- _Task brief_
All lines of the material must be output verbatim.

- _Provided records_
════════════════

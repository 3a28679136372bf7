// Semantic lookups for the AOT walker: the resolver capability it is
// handed, the secondary checker used when the primary program does not own
// a file, and the matcher that maps nodes between two parses of one file.

pub mod find_remote_match;
pub mod mock_type_checker;
pub mod resolver;
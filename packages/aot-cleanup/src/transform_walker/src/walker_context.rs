// Walker Context
//
// Declarations the AOT walker is currently inside of. Each scope kind keeps
// a stack so nested classes (a class expression inside a method, say) do not
// clobber the enclosing frame.

use ts::{NodeId, SyntaxKind};

#[derive(Debug, Clone, Copy, PartialEq, Eq, Hash)]
pub enum ScopeKind {
    Class,
    Parameter,
    Property,
    Method,
}

impl ScopeKind {
    /// Accessors share the method scope.
    pub fn of(kind: SyntaxKind) -> Option<ScopeKind> {
        match kind {
            SyntaxKind::ClassDeclaration => Some(ScopeKind::Class),
            SyntaxKind::Parameter => Some(ScopeKind::Parameter),
            SyntaxKind::PropertyDeclaration => Some(ScopeKind::Property),
            SyntaxKind::MethodDeclaration | SyntaxKind::GetAccessor | SyntaxKind::SetAccessor => {
                Some(ScopeKind::Method)
            }
            _ => None,
        }
    }
}

#[derive(Debug, Default)]
pub struct AotWalkerContext {
    classes: Vec<NodeId>,
    parameters: Vec<NodeId>,
    properties: Vec<NodeId>,
    methods: Vec<NodeId>,
}

impl AotWalkerContext {
    pub fn new() -> Self {
        Self::default()
    }

    fn stack(&self, scope: ScopeKind) -> &Vec<NodeId> {
        match scope {
            ScopeKind::Class => &self.classes,
            ScopeKind::Parameter => &self.parameters,
            ScopeKind::Property => &self.properties,
            ScopeKind::Method => &self.methods,
        }
    }

    fn stack_mut(&mut self, scope: ScopeKind) -> &mut Vec<NodeId> {
        match scope {
            ScopeKind::Class => &mut self.classes,
            ScopeKind::Parameter => &mut self.parameters,
            ScopeKind::Property => &mut self.properties,
            ScopeKind::Method => &mut self.methods,
        }
    }

    pub fn open(&mut self, scope: ScopeKind, node: NodeId) {
        self.stack_mut(scope).push(node);
    }

    /// Pops the innermost frame of `scope` if it belongs to `node`.
    pub fn close(&mut self, scope: ScopeKind, node: NodeId) -> bool {
        let stack = self.stack_mut(scope);
        if stack.last() == Some(&node) {
            stack.pop();
            true
        } else {
            false
        }
    }

    pub fn active(&self, scope: ScopeKind) -> Option<NodeId> {
        self.stack(scope).last().copied()
    }

    pub fn is_active(&self, scope: ScopeKind, node: NodeId) -> bool {
        self.active(scope) == Some(node)
    }

    pub fn in_class(&self) -> bool {
        !self.classes.is_empty()
    }

    pub fn depth(&self, scope: ScopeKind) -> usize {
        self.stack(scope).len()
    }
}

════════════════

- _Exercise output_
repository 3a28679136372bf7
// Semantic lookups for the AOT walker: the resolver capability it is
// handed, the secondary checker used when the primary program does not own
// a file, and the matcher that maps nodes between two parses of one file.

pub mod find_remote_match;
pub mod mock_type_checker;
pub mod resolver;
filename packages/aot-cleanup/src/transform_walker/src/walker_context.rs
// Walker Context
//
// Declarations the AOT walker is currently inside of. Each scope kind keeps
// a stack so nested classes (a class expression inside a method, say) do not
// clobber the enclosing frame.

use ts::{NodeId, SyntaxKind};

#[derive(Debug, Clone, Copy, PartialEq, Eq, Hash)]
pub enum ScopeKind {
    Class,
    Parameter,
    Property,
    Method,
}

impl ScopeKind {
    /// Accessors share the method scope.
    pub fn of(kind: SyntaxKind) -> Option<ScopeKind> {
        match kind {
            SyntaxKind::ClassDeclaration => Some(ScopeKind::Class),
            SyntaxKind::Parameter => Some(ScopeKind::Parameter),
            SyntaxKind::PropertyDeclaration => Some(ScopeKind::Property),
            SyntaxKind::MethodDeclaration | SyntaxKind::GetAccessor | SyntaxKind::SetAccessor => {
                Some(ScopeKind::Method)
            }
            _ => None,
        }
    }
}

#[derive(Debug, Default)]
pub struct AotWalkerContext {
    classes: Vec<NodeId>,
    parameters: Vec<NodeId>,
    properties: Vec<NodeId>,
    methods: Vec<NodeId>,
}

impl AotWalkerContext {
    pub fn new() -> Self {
        Self::default()
    }

    fn stack(&self, scope: ScopeKind) -> &Vec<NodeId> {
        match scope {
            ScopeKind::Class => &self.classes,
            ScopeKind::Parameter => &self.parameters,
            ScopeKind::Property => &self.properties,
            ScopeKind::Method => &self.methods,
        }
    }

    fn stack_mut(&mut self, scope: ScopeKind) -> &mut Vec<NodeId> {
        match scope {
            ScopeKind::Class => &mut self.classes,
            ScopeKind::Parameter => &mut self.parameters,
            ScopeKind::Property => &mut self.properties,
            ScopeKind::Method => &mut self.methods,
        }
    }

    pub fn open(&mut self, scope: ScopeKind, node: NodeId) {
        self.stack_mut(scope).push(node);
    }

    /// Pops the innermost frame of `scope` if it belongs to `node`.
    pub fn close(&mut self, scope: ScopeKind, node: NodeId) -> bool {
        let stack = self.stack_mut(scope);
        if stack.last() == Some(&node) {
            stack.pop();
            true
        } else {
            false
        }
    }

    pub fn active(&self, scope: ScopeKind) -> Option<NodeId> {
        self.stack(scope).last().copied()
    }

    pub fn is_active(&self, scope: ScopeKind, node: NodeId) -> bool {
        self.active(scope) == Some(node)
    }

    pub fn in_class(&self) -> bool {
        !self.classes.is_empty()
    }

    pub fn depth(&self, scope: ScopeKind) -> usize {
        self.stack(scope).len()
    }
}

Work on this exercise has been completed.